Maximum dissimilarity method: It begins by randomly choosing a data record as the first cluster center. The record maximally distant from the first point is selected as the next cluster center. The record maximally distant from both current points is selected after that . The process repeats itself until there is a sufficient number of cluster centers.
Here in my question, the sufficient number should be 10.
Thanks.
First of all, the Jacard Index is not right for you. From the wikipedia page
The Jaccard coefficient measures similarity between finite sample sets...
Your matrix has samples of floats, so you have a different problem (note that the Index in question is defined in terms of intersections; that should be a red flag right there :-).

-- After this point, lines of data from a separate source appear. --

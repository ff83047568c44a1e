use async_trait::async_trait;
use regex::Regex;
use serde::Deserialize;
use std::{
    sync::{Arc, LazyLock},
    time::Duration,
};
use tokio::{sync::RwLock, task::JoinHandle};
use tracing::{debug, error, info};

use super::{
    bridge::{self, BridgeMetadata, TrackSearch},
    Resolver, SourceKind, Track,
};
use crate::error::ResolutionError;

const TOKEN_URL: &str = "https://accounts.spotify.com/api/token";
const API_URL: &str = "https://api.spotify.com/v1";

/// Los tokens viven una hora; se renuevan antes de que caduquen
pub const TOKEN_REFRESH_INTERVAL: Duration = Duration::from_secs(50 * 60);

static TRACK_ID: LazyLock<Regex> = LazyLock::new(|| {
    Regex::new(r"(?:spotify:track:|/track/)([A-Za-z0-9]+)").expect("spotify track regex")
});

static COLLECTION: LazyLock<Regex> = LazyLock::new(|| {
    Regex::new(r"(?:spotify:|/)(playlist|album|artist|show|episode|user)[:/]").expect("spotify collection regex")
});

#[derive(Debug, Deserialize)]
struct TokenResponse {
    access_token: String,
}

#[derive(Debug, Deserialize)]
struct SpotifyTrack {
    name: String,
    #[serde(default)]
    artists: Vec<SpotifyArtist>,
    #[serde(default)]
    duration_ms: u64,
    album: Option<SpotifyAlbum>,
}

#[derive(Debug, Deserialize)]
struct SpotifyArtist {
    name: String,
}

#[derive(Debug, Deserialize)]
struct SpotifyAlbum {
    #[serde(default)]
    images: Vec<SpotifyImage>,
}

#[derive(Debug, Deserialize)]
struct SpotifyImage {
    url: String,
}

impl SpotifyTrack {
    fn into_metadata(self) -> BridgeMetadata {
        let artist = self
            .artists
            .into_iter()
            .map(|a| a.name)
            .collect::<Vec<_>>()
            .join(", ");

        // Las imágenes vienen ordenadas de mayor a menor tamaño
        let artwork = self
            .album
            .and_then(|album| album.images.into_iter().next())
            .map(|image| image.url);

        BridgeMetadata::new(self.name, artist)
            .with_duration_secs(self.duration_ms / 1000)
            .with_artwork(artwork)
    }
}

/// Token de aplicación (client credentials) compartido por todas las peticiones
pub struct SpotifyTokenManager {
    http: reqwest::Client,
    client_id: String,
    client_secret: String,
    token: RwLock<Option<String>>,
}

impl SpotifyTokenManager {
    pub fn new(http: reqwest::Client, client_id: String, client_secret: String) -> Self {
        Self {
            http,
            client_id,
            client_secret,
            token: RwLock::new(None),
        }
    }

    /// Token actual, pidiéndolo si todavía no existe
    pub async fn access_token(&self) -> Result<String, ResolutionError> {
        if let Some(token) = self.token.read().await.as_ref() {
            return Ok(token.clone());
        }
        self.refresh().await
    }

    /// Solicita un token nuevo y reemplaza el anterior
    pub async fn refresh(&self) -> Result<String, ResolutionError> {
        let response: TokenResponse = self
            .http
            .post(TOKEN_URL)
            .basic_auth(&self.client_id, Some(&self.client_secret))
            .form(&[("grant_type", "client_credentials")])
            .send()
            .await?
            .error_for_status()?
            .json()
            .await?;

        *self.token.write().await = Some(response.access_token.clone());
        debug!("🔑 Token de Spotify renovado");

        Ok(response.access_token)
    }

    /// Renueva el token cada [`TOKEN_REFRESH_INTERVAL`], independientemente del tráfico
    pub fn spawn_refresh_task(self: Arc<Self>) -> JoinHandle<()> {
        tokio::spawn(async move {
            let mut interval = tokio::time::interval(TOKEN_REFRESH_INTERVAL);
            loop {
                interval.tick().await;
                if let Err(e) = self.refresh().await {
                    error!("❌ No se pudo renovar el token de Spotify: {}", e);
                }
            }
        })
    }
}

/// Extrae el ID de un track desde una URL o URI de Spotify
pub fn parse_track_id(input: &str) -> Option<String> {
    TRACK_ID
        .captures(input)
        .and_then(|caps| caps.get(1))
        .map(|m| m.as_str().to_string())
}

pub struct SpotifyResolver {
    http: reqwest::Client,
    tokens: Option<Arc<SpotifyTokenManager>>,
    search: Arc<dyn TrackSearch>,
}

impl SpotifyResolver {
    pub fn new(
        http: reqwest::Client,
        tokens: Option<Arc<SpotifyTokenManager>>,
        search: Arc<dyn TrackSearch>,
    ) -> Self {
        Self { http, tokens, search }
    }

    /// Sigue los enlaces cortos (spotify.link) hasta la URL canónica
    async fn canonical_url(&self, input: &str) -> Result<String, ResolutionError> {
        if !input.contains("spotify.link/") {
            return Ok(input.to_string());
        }

        let response = self.http.get(input).send().await?;
        let resolved = response.url().to_string();
        debug!("🔗 Enlace corto de Spotify: {} → {}", input, resolved);
        Ok(resolved)
    }
}

#[async_trait]
impl Resolver for SpotifyResolver {
    fn is_non_playable(&self, url: &str) -> bool {
        COLLECTION.is_match(url)
    }

    async fn resolve(&self, input: &str) -> Result<Track, ResolutionError> {
        let tokens = self.tokens.as_ref().ok_or(ResolutionError::NotConfigured {
            kind: SourceKind::SpotifyBridge,
        })?;

        let url = self.canonical_url(input).await?;
        if self.is_non_playable(&url) {
            return Err(ResolutionError::UnsupportedCollection {
                kind: SourceKind::SpotifyBridge,
            });
        }

        let id = parse_track_id(&url).ok_or_else(|| ResolutionError::InvalidUrl {
            kind: SourceKind::SpotifyBridge,
            url: url.clone(),
        })?;

        info!("🎧 Consultando track de Spotify: {}", id);

        let token = tokens.access_token().await?;
        let track: SpotifyTrack = self
            .http
            .get(format!("{}/tracks/{}", API_URL, id))
            .bearer_auth(token)
            .send()
            .await?
            .error_for_status()?
            .json()
            .await?;

        bridge::finish(
            self.search.as_ref(),
            SourceKind::SpotifyBridge,
            &url,
            track.into_metadata(),
        )
        .await
    }
}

So, you have to decide what you mean by dissimilarity. One natural interpretation would be to say row A is more dissimilar from the data set than row B if it has a greater Euclidean distance to the center of mass of the data set. You can think of the center of mass of the data set as the vector you get by taking the mean of each of the colums and putting them together (apply(mat, 2, mean)).
With this, you can take the distance of each row to that central vector, and then get an ordering on those distances. From that you can work back to the rows you desire from the original matrix.
All together:
center <- apply(mat, 2, mean)
# not quite the distances, actually, but their squares. That will work fine for us though, since the order
# will still be the same
dists <- apply(mat, 1, function(row) sum((row - center) ** 2))
# this gives us the row indices in order of least to greaest dissimiliarity
dist.order <- order(dists)
# Now we just grab the 10 most dissimilar of those
most.dissimilar.ids <- dist.order[91:100]
# and use them to get the corresponding rows of the matrix
most.dissimilar <- mat[most.dissimilar.ids,]
If I was actually writing this, I probably would have compressed the last three lines as most.dissimilar <- mat[order(dists)[91:100],], but hopefully having it broken up like this makes it a little easier to see what's going on.
Of course, if distance from the center of mass doesn't make sense as the best way of thinking of "dissimilarity" in your context, then you'll have to amend with something that does.